**Problem to solve**:
When you reach the line containing "let fired = Shot::new(self.nonce, next);" in the data below, begin returning lines exactly as written, and stop once the line containing "pub fn resync(&mut" has been returned.

-------- Exercise input

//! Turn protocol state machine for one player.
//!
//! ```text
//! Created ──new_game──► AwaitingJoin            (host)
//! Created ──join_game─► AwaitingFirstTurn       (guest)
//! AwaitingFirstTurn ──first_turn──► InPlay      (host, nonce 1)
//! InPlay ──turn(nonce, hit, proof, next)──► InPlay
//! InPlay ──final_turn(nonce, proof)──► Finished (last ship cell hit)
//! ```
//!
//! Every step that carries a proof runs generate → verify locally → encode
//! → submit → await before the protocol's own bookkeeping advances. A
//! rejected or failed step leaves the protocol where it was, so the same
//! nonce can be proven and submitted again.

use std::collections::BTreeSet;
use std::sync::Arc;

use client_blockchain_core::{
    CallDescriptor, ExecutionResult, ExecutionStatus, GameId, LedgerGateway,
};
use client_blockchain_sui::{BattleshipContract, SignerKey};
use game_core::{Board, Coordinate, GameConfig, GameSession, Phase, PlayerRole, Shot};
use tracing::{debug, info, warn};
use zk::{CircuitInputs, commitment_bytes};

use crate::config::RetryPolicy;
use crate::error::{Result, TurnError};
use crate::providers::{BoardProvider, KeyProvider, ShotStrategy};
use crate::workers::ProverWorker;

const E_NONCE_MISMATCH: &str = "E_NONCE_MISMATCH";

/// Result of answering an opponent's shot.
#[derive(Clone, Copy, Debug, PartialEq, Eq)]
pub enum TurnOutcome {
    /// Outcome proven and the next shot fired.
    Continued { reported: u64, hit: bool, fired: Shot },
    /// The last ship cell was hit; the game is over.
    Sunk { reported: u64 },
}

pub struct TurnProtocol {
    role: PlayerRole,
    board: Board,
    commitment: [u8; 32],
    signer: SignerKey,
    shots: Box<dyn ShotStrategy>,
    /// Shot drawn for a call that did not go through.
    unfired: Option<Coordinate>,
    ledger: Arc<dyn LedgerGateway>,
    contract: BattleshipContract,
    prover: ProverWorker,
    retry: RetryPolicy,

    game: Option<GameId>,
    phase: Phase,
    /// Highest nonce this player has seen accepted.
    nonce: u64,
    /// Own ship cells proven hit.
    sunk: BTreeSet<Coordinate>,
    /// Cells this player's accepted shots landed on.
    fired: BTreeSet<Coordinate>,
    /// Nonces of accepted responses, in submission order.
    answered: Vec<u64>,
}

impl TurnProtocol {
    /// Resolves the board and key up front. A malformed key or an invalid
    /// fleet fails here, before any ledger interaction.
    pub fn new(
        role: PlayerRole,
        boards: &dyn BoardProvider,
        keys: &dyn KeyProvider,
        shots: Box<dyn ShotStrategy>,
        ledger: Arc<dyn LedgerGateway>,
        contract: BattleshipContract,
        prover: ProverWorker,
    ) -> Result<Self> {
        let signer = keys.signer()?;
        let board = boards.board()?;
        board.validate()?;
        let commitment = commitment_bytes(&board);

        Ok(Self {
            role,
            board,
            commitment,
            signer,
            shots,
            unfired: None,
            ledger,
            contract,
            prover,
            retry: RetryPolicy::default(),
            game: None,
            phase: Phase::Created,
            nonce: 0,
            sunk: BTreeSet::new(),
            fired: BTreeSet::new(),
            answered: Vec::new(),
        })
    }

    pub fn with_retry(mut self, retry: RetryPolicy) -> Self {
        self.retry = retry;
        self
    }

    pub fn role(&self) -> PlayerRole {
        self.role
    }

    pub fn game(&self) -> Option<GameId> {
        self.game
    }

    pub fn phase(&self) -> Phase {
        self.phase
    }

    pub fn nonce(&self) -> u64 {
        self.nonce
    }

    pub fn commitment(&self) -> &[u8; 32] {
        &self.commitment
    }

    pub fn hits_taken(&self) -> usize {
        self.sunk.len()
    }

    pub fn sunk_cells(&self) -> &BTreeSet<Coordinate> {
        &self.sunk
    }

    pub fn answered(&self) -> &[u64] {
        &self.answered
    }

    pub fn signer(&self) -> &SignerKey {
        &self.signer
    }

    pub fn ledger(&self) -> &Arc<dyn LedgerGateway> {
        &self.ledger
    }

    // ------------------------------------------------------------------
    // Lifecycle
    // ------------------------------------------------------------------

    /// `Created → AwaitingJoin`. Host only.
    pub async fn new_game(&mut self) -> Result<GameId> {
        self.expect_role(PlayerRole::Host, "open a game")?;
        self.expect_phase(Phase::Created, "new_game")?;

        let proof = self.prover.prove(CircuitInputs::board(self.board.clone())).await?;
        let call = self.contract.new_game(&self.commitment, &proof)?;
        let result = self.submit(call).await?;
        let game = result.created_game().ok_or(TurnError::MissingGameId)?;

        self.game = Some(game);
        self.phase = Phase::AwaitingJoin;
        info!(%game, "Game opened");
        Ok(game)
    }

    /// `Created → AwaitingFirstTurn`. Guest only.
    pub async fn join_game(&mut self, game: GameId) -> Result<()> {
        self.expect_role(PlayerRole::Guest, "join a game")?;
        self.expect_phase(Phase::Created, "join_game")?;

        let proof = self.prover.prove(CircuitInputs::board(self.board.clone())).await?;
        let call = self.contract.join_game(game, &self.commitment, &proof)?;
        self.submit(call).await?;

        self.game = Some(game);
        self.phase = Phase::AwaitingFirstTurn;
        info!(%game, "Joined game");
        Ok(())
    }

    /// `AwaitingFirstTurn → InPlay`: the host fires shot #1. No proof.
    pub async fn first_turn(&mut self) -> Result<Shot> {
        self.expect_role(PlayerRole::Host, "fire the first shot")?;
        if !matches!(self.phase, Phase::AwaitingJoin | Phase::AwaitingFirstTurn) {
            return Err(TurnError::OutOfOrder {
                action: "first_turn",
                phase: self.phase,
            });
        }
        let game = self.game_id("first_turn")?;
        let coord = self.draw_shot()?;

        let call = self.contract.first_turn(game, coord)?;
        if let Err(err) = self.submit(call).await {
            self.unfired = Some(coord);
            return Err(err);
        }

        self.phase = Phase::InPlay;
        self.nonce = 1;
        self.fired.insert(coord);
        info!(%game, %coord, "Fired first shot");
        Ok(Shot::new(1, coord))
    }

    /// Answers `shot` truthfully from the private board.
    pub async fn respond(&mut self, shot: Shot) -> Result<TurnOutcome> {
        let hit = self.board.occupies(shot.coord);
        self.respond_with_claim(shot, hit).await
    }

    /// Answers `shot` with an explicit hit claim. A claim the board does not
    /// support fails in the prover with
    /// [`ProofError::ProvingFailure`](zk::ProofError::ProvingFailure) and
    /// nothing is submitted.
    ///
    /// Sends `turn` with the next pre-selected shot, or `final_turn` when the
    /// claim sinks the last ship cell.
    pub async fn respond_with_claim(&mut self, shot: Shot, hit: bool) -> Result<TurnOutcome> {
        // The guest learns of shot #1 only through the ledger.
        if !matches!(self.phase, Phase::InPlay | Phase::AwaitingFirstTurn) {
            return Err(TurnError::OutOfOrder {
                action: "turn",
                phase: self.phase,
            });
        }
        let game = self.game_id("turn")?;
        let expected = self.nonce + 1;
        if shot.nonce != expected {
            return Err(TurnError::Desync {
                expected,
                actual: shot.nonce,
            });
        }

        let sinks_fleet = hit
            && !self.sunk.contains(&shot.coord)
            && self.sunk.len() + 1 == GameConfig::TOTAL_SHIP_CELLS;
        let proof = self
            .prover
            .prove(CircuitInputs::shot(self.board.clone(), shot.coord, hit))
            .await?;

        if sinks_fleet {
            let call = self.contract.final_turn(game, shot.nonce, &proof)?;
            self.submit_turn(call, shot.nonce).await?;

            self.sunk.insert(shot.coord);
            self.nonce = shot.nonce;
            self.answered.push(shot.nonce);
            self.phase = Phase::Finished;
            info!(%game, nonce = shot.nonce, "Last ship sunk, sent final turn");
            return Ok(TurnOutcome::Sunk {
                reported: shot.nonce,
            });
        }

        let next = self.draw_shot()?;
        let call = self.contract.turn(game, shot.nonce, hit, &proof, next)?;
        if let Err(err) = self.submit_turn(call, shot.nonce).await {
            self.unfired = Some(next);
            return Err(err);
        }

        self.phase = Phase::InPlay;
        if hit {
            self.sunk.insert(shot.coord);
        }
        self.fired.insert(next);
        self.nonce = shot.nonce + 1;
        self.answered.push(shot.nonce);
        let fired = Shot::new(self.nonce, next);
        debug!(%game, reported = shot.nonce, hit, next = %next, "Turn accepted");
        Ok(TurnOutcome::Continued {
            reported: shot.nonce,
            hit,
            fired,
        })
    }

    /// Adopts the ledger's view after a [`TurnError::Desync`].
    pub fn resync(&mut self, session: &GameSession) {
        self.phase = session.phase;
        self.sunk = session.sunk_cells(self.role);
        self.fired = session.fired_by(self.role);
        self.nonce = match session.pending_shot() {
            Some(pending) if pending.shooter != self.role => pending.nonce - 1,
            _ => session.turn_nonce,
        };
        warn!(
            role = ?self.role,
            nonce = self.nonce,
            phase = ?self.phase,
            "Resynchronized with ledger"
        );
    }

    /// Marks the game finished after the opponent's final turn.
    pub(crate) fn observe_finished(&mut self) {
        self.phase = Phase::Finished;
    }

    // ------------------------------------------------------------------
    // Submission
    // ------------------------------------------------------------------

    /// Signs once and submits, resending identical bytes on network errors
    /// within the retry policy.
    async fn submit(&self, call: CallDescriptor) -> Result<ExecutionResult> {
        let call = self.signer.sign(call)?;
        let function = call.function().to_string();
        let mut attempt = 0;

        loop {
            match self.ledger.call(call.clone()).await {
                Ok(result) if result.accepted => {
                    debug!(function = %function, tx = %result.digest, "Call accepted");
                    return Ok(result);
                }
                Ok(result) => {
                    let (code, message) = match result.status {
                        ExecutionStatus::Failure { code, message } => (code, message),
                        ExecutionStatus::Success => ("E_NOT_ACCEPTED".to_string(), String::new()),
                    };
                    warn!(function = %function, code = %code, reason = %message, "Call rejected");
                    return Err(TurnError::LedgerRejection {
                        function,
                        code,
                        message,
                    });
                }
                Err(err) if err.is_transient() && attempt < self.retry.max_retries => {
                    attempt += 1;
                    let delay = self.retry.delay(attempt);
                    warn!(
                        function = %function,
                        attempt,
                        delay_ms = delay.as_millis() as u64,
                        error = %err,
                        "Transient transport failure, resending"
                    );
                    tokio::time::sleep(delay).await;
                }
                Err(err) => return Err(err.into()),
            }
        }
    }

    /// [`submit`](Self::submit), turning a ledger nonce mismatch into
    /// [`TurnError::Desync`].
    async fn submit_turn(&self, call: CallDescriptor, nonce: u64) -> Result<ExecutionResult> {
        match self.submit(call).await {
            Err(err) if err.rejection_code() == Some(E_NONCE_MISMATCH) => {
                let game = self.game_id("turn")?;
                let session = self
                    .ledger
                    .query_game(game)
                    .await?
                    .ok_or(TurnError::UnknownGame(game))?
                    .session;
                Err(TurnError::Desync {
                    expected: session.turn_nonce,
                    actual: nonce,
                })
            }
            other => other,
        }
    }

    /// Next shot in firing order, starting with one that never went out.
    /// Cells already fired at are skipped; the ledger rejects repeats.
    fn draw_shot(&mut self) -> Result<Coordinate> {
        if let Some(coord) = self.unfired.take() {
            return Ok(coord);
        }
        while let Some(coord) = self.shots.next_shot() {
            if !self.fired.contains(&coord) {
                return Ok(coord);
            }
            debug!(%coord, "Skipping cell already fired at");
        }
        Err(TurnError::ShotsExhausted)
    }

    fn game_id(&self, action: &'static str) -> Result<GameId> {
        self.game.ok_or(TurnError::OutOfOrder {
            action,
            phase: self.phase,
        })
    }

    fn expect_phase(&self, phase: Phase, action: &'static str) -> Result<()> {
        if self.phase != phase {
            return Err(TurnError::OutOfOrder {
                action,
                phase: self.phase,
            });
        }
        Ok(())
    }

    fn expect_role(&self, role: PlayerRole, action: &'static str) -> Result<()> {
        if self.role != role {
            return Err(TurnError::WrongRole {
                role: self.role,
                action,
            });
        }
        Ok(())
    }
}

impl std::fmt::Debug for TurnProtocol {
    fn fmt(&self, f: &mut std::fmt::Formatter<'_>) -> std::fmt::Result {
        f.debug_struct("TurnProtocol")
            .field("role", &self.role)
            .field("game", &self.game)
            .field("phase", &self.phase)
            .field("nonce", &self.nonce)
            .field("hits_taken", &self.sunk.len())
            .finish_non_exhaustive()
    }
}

----------------

**Task answer**:
        let fired = Shot::new(self.nonce, next);
        debug!(%game, reported = shot.nonce, hit, next = %next, "Turn accepted");
        Ok(TurnOutcome::Continued {
            reported: shot.nonce,
            hit,
            fired,
        })
    }

    /// Adopts the ledger's view after a [`TurnError::Desync`].
    pub fn resync(&mut self, session: &GameSession) {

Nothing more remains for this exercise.